PARIS AND IN MY LIFE

It is another morning.  Paris is a continent away but sorrow resides in the universe.  How have we have come to this time when people knowingly open fire upon their fellow human beings?  Surely they must know that they will be killed in return.  What pushed them to give up their lives?

I ask these questions because I do not understand.  I see that they are as much victims as as the ones they have killed.  However their situations/lives may be, there will be no other chances after they are dead.  But then, I am not in their shoes.  Have not walked their mile. Have never want of the basics of life.

I’m asking these questions and seeing the words of Joni Mitchell:

I’ve looked at life from both sides now

From win and lose and still somehow

It’s life’s illusions I recall …

I’m listening to John Lennon’s In My Life sung by Johnny Cash’s quivering voice.

These songs and lyrics play in my head along with the questions that Paris stirs up.  There is one thing I am sure of.  Life is good.  Life is sweet.  Let me count the ways.

  • waking up in the morning to the aroma of coffee perking
  • the first sip of coffee/tea. What’s not to like about that
  • breathing, laughing, crying, feeling the tears down my cheeks
  • seeing my sunroom bathed in sunlight on a cool November day
  • Sheba coming in to wake us up. Time for breakfast she says
  • making breakfast, eating breakfast, doing dishes
  • writing my words, writing my happiness, writing my pain
  • and so on and on – the ordinary, the mundane, the fantastic, the sorrows

And so, life goes on – moment by moment in all its catastrophes.  It is what we have.  I am glad I am here – in my life.

 

A CANADIAN IN FRANCE

It’s Tuesday late afternoon. I’m tap, tapping from the Champaign region in France. I want to keep up my daily writing conversations as best and regularly as I can.

I have to tell you I feel strangely at home in a foreign country.

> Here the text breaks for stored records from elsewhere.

//! The initialization probe: one `initialize` call against the configured cluster, reported once.

use solana_sdk::pubkey::Pubkey;
use spin_game_interface::constants::INITIALIZER_KEY;

use crate::{
    config::ProbeConfig,
    error::RemoteCallFailure,
    logs::{
        log_info,
        log_success,
        log_warning,
    },
    program::SpinGameProgram,
    provider::ProviderContext,
    receipt::TransactionReceipt,
    transactions::SendTransactionConfig,
};

/// `Pending` until the single call settles; `Confirmed` and `Failed` are terminal.
#[derive(Debug)]
pub enum ProbeState {
    Pending,
    Confirmed(TransactionReceipt),
    Failed(RemoteCallFailure),
}

impl ProbeState {
    /// Settles a pending probe. A terminal state ignores later outcomes.
    pub fn settle(self, outcome: Result<TransactionReceipt, RemoteCallFailure>) -> Self {
        match self {
            Self::Pending => match outcome {
                Ok(receipt) => Self::Confirmed(receipt),
                Err(failure) => Self::Failed(failure),
            },
            terminal => terminal,
        }
    }

    pub fn is_terminal(&self) -> bool {
        !matches!(self, Self::Pending)
    }
}

pub struct InitializationProbe<'a> {
    provider: &'a ProviderContext,
    program_id: Pubkey,
    state_space: usize,
    compute_units: Option<u32>,
    debug_logs: bool,
    check_deployment: bool,
    verify_state: bool,
    super_admin: Option<Pubkey>,
}

impl<'a> InitializationProbe<'a> {
    pub fn new(provider: &'a ProviderContext, config: &ProbeConfig) -> Self {
        Self {
            provider,
            program_id: config.program_id,
            state_space: config.state_space,
            compute_units: config.compute_units,
            debug_logs: config.debug_logs,
            check_deployment: config.check_deployment,
            verify_state: config.verify_state,
            super_admin: None,
        }
    }

    pub fn with_super_admin(mut self, super_admin: Pubkey) -> Self {
        self.super_admin = Some(super_admin);
        self
    }

    /// Runs the probe and returns the receipt, or the failure for the test harness to report.
    ///
    /// Consumes the probe so a single probe can't submit twice.
    pub async fn run(self) -> Result<TransactionReceipt, RemoteCallFailure> {
        let outcome = self.call().await;
        if let Ok(receipt) = &outcome {
            log_success("Your transaction signature", receipt);
        }
        outcome
    }

    /// Runs the probe to a terminal [`ProbeState`].
    pub async fn settle(self) -> ProbeState {
        ProbeState::Pending.settle(self.run().await)
    }

    /// The program rejects any other initializer, so a mismatch explains the failure that follows.
    fn initializer_warning(&self) -> Option<String> {
        let payer = self.provider.payer_pubkey();
        (self.debug_logs && payer != INITIALIZER_KEY)
            .then(|| format!("{payer} isn't the program's initializer key {INITIALIZER_KEY}"))
    }

    async fn call(&self) -> Result<TransactionReceipt, RemoteCallFailure> {
        if let Some(warning) = self.initializer_warning() {
            log_warning("Initializer", warning);
        }
        if self.debug_logs {
            log_info("Endpoint", self.provider.endpoint());
            log_info("Program", self.program_id);
        }

        let program = SpinGameProgram::new(self.provider, self.program_id);
        if self.check_deployment {
            program.check_deployed().await?;
        }
        let before = if self.verify_state {
            Some(program.snapshot().await?)
        } else {
            None
        };

        let request = program
            .initialize()
            .state_space(self.state_space)
            .send_config(SendTransactionConfig {
                compute_budget: self.compute_units,
                debug_logs: self.debug_logs,
            });
        let request = match self.super_admin {
            Some(super_admin) => request.super_admin(super_admin),
            None => request,
        };
        let receipt = request.rpc().await?;

        if let Some(before) = before {
            program
                .snapshot()
                .await?
                .verify_initialized(&before, &self.program_id)?;
            if self.debug_logs {
                log_info("State", "PDAs created and vault funded");
            }
        }

        Ok(receipt)
    }
}
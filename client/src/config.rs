//! Environment-driven configuration for the probe.
//!
//! Variable names follow Anchor's provider conventions so an existing `anchor test` environment
//! works unchanged.

use std::{
    path::PathBuf,
    str::FromStr,
};

use anyhow::Context;
use solana_commitment_config::CommitmentConfig;
use solana_sdk::pubkey::Pubkey;
use spin_game_interface::{
    constants::DEFAULT_STATE_ACCOUNT_SPACE,
    program,
};

pub const PROVIDER_URL_VAR: &str = "ANCHOR_PROVIDER_URL";
pub const WALLET_VAR: &str = "ANCHOR_WALLET";
pub const PROGRAM_ID_VAR: &str = "SPIN_GAME_PROGRAM_ID";
pub const COMMITMENT_VAR: &str = "SPIN_GAME_COMMITMENT";
pub const STATE_SPACE_VAR: &str = "SPIN_GAME_STATE_SPACE";
pub const COMPUTE_UNITS_VAR: &str = "SPIN_GAME_COMPUTE_UNITS";
pub const DEBUG_LOGS_VAR: &str = "SPIN_GAME_DEBUG_LOGS";
pub const CHECK_DEPLOYMENT_VAR: &str = "SPIN_GAME_CHECK_DEPLOYMENT";
pub const VERIFY_STATE_VAR: &str = "SPIN_GAME_VERIFY_STATE";

pub const LOCALNET_URL: &str = "http://127.0.0.1:8899";
const DEFAULT_WALLET_PATH: &str = ".config/solana/id.json";

#[derive(Clone, Debug)]
pub struct ProbeConfig {
    pub rpc_url: String,
    pub wallet_path: PathBuf,
    pub commitment: CommitmentConfig,
    pub program_id: Pubkey,
    /// Bytes allocated for the zeroed `state` account created with `initialize`.
    pub state_space: usize,
    /// Prepends compute budget instructions when set.
    pub compute_units: Option<u32>,
    pub debug_logs: bool,
    /// Confirms the program account is deployed and executable before submitting.
    pub check_deployment: bool,
    /// Reads the initialized PDAs back after confirmation and checks the vault was funded.
    pub verify_state: bool,
}

impl ProbeConfig {
    pub fn from_env() -> anyhow::Result<Self> {
        Self::from_lookup(|key| std::env::var(key).ok())
    }

    /// Builds the config from any key/value source. Unset keys fall back to localnet defaults.
    pub fn from_lookup(lookup: impl Fn(&str) -> Option<String>) -> anyhow::Result<Self> {
        let rpc_url = lookup(PROVIDER_URL_VAR)
            .map(|url| resolve_cluster_url(&url))
            .unwrap_or_else(|| LOCALNET_URL.to_string());

        let wallet_path = match lookup(WALLET_VAR) {
            Some(path) => PathBuf::from(path),
            None => {
                let home = lookup("HOME").with_context(|| {
                    format!("{WALLET_VAR} is unset and there's no HOME to find a default wallet")
                })?;
                PathBuf::from(home).join(DEFAULT_WALLET_PATH)
            }
        };

        let commitment = lookup(COMMITMENT_VAR)
            .map(|level| parse_commitment(&level))
            .transpose()?
            .unwrap_or_else(CommitmentConfig::confirmed);

        let program_id = lookup(PROGRAM_ID_VAR)
            .map(|id| {
                Pubkey::from_str(&id).with_context(|| format!("{PROGRAM_ID_VAR} is invalid: {id}"))
            })
            .transpose()?
            .unwrap_or(program::ID);

        let state_space = lookup(STATE_SPACE_VAR)
            .map(|space| {
                space
                    .parse::<usize>()
                    .with_context(|| format!("{STATE_SPACE_VAR} is invalid: {space}"))
            })
            .transpose()?
            .unwrap_or(DEFAULT_STATE_ACCOUNT_SPACE);
        if state_space == 0 {
            anyhow::bail!("{STATE_SPACE_VAR} must be greater than zero");
        }

        let compute_units = lookup(COMPUTE_UNITS_VAR)
            .map(|units| {
                units
                    .parse::<u32>()
                    .with_context(|| format!("{COMPUTE_UNITS_VAR} is invalid: {units}"))
            })
            .transpose()?;

        let debug_logs = lookup(DEBUG_LOGS_VAR)
            .map(|flag| parse_flag(DEBUG_LOGS_VAR, &flag))
            .transpose()?
            .unwrap_or(true);

        let check_deployment = lookup(CHECK_DEPLOYMENT_VAR)
            .map(|flag| parse_flag(CHECK_DEPLOYMENT_VAR, &flag))
            .transpose()?
            .unwrap_or(true);

        let verify_state = lookup(VERIFY_STATE_VAR)
            .map(|flag| parse_flag(VERIFY_STATE_VAR, &flag))
            .transpose()?
            .unwrap_or(false);

        Ok(Self {
            rpc_url,
            wallet_path,
            commitment,
            program_id,
            state_space,
            compute_units,
            debug_logs,
            check_deployment,
            verify_state,
        })
    }
}

/// Maps the cluster monikers Anchor accepts to their RPC URLs; anything else is used verbatim.
pub fn resolve_cluster_url(url_or_moniker: &str) -> String {
    match url_or_moniker.trim() {
        "localnet" | "l" => LOCALNET_URL.to_string(),
        "devnet" | "d" => "https://api.devnet.solana.com".to_string(),
        "testnet" | "t" => "https://api.testnet.solana.com".to_string(),
        "mainnet" | "mainnet-beta" | "m" => "https://api.mainnet-beta.solana.com".to_string(),
        url => url.to_string(),
    }
}

pub fn parse_commitment(level: &str) -> anyhow::Result<CommitmentConfig> {
    match level.trim().to_ascii_lowercase().as_str() {
        "processed" => Ok(CommitmentConfig::processed()),
        "confirmed" => Ok(CommitmentConfig::confirmed()),
        "finalized" => Ok(CommitmentConfig::finalized()),
        other => Err(anyhow::anyhow!("Unknown commitment level: {other}")),
    }
}

fn parse_flag(key: &str, value: &str) -> anyhow::Result<bool> {
    match value.trim().to_ascii_lowercase().as_str() {
        "1" | "true" | "yes" | "on" => Ok(true),
        "0" | "false" | "no" | "off" => Ok(false),
        other => Err(anyhow::anyhow!("{key} should be a boolean, got {other}")),
    }
}

#[cfg(test)]
mod tests {
    use std::collections::HashMap;

    use super::*;

    fn config_from(vars: &[(&str, &str)]) -> anyhow::Result<ProbeConfig> {
        let vars: HashMap<String, String> = vars
            .iter()
            .map(|(k, v)| (k.to_string(), v.to_string()))
            .collect();
        ProbeConfig::from_lookup(|key| vars.get(key).cloned())
    }

    #[test]
    fn defaults_to_localnet() -> anyhow::Result<()> {
        let config = config_from(&[("HOME", "/home/tester")])?;

        assert_eq!(config.rpc_url, LOCALNET_URL);
        assert_eq!(
            config.wallet_path,
            PathBuf::from("/home/tester/.config/solana/id.json")
        );
        assert_eq!(config.commitment, CommitmentConfig::confirmed());
        assert_eq!(config.program_id, program::ID);
        assert_eq!(config.state_space, DEFAULT_STATE_ACCOUNT_SPACE);
        assert_eq!(config.compute_units, None);
        assert!(config.debug_logs);
        assert!(config.check_deployment);
        assert!(!config.verify_state);
        Ok(())
    }

    #[test]
    fn reads_anchor_provider_vars() -> anyhow::Result<()> {
        let program_id = Pubkey::new_unique();
        let program_id_str = program_id.to_string();
        let config = config_from(&[
            (PROVIDER_URL_VAR, "http://10.0.0.2:8899"),
            (WALLET_VAR, "/keys/payer.json"),
            (PROGRAM_ID_VAR, &program_id_str),
            (COMMITMENT_VAR, "Finalized"),
            (STATE_SPACE_VAR, "4096"),
            (COMPUTE_UNITS_VAR, "200000"),
            (DEBUG_LOGS_VAR, "off"),
            (CHECK_DEPLOYMENT_VAR, "0"),
            (VERIFY_STATE_VAR, "yes"),
        ])?;

        assert_eq!(config.rpc_url, "http://10.0.0.2:8899");
        assert_eq!(config.wallet_path, PathBuf::from("/keys/payer.json"));
        assert_eq!(config.program_id, program_id);
        assert_eq!(config.commitment, CommitmentConfig::finalized());
        assert_eq!(config.state_space, 4096);
        assert_eq!(config.compute_units, Some(200_000));
        assert!(!config.debug_logs);
        assert!(!config.check_deployment);
        assert!(config.verify_state);
        Ok(())
    }

    #[test]
    fn cluster_monikers() {
        assert_eq!(resolve_cluster_url("localnet"), LOCALNET_URL);
        assert_eq!(
            resolve_cluster_url("devnet"),
            "https://api.devnet.solana.com"
        );
        assert_eq!(
            resolve_cluster_url("mainnet-beta"),
            "https://api.mainnet-beta.solana.com"
        );
        assert_eq!(resolve_cluster_url("http://x:1"), "http://x:1");
    }

    #[test]
    fn rejects_invalid_values() {
        assert!(config_from(&[(WALLET_VAR, "/k.json"), (PROGRAM_ID_VAR, "not-a-key")]).is_err());
        assert!(config_from(&[(WALLET_VAR, "/k.json"), (COMMITMENT_VAR, "soon")]).is_err());
        assert!(config_from(&[(WALLET_VAR, "/k.json"), (STATE_SPACE_VAR, "0")]).is_err());
        assert!(config_from(&[(WALLET_VAR, "/k.json"), (DEBUG_LOGS_VAR, "maybe")]).is_err());
    }

    #[test]
    fn state_space_must_fit_in_memory() {
        let too_large = format!("{}0", usize::MAX);
        assert!(config_from(&[(WALLET_VAR, "/k.json"), (STATE_SPACE_VAR, &too_large)]).is_err());
        assert!(config_from(&[(WALLET_VAR, "/k.json"), (STATE_SPACE_VAR, "-1")]).is_err());
    }

    #[test]
    fn missing_wallet_and_home_is_an_error() {
        assert!(config_from(&[]).is_err());
    }
}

It’s the same wherever I go – Ghana, France, Japan, etc. There’s always a sense of familiarity, Of home. My brain must have a great disconnect or connect, whichever way you want to look at it. Is it its way of comforting itself In a different environment? Whatever it is, I’m grateful for it.

I had not slept at all on the plane coming over. It was not time for we are 8 hours behind France. But it was such a relief to board the plane and be on our way after the problems involved with the travel agency.

We landed in Sunny and warm Paris Monday morning about 8:30. Getting off the plane and boarding the bus for transport to the airport, I became aware of the diversity of passengers in ages and ethnic backgrounds. Not knowing the language did not seem important. We all knew where to go and what to do. Or so it seemed.

It was relatively easy getting through immigration and onto the baggage area. Then we saw our family members there to meet us. We were off. We walked some streets of Paris, bought some sandwiches and drinks and had our lunches on a park bench.

We continued with a driving tour of the city after lunch, hitting some of its highlights – Eiffel Tower, the Louvre, etc. It was a nice introduction since we were already in the city. We saw the history surrounding us. There is a lot to see and explore.

I could not keep my eyes open after we left the city. Fatigue claimed me during part of the ride through Champaign country.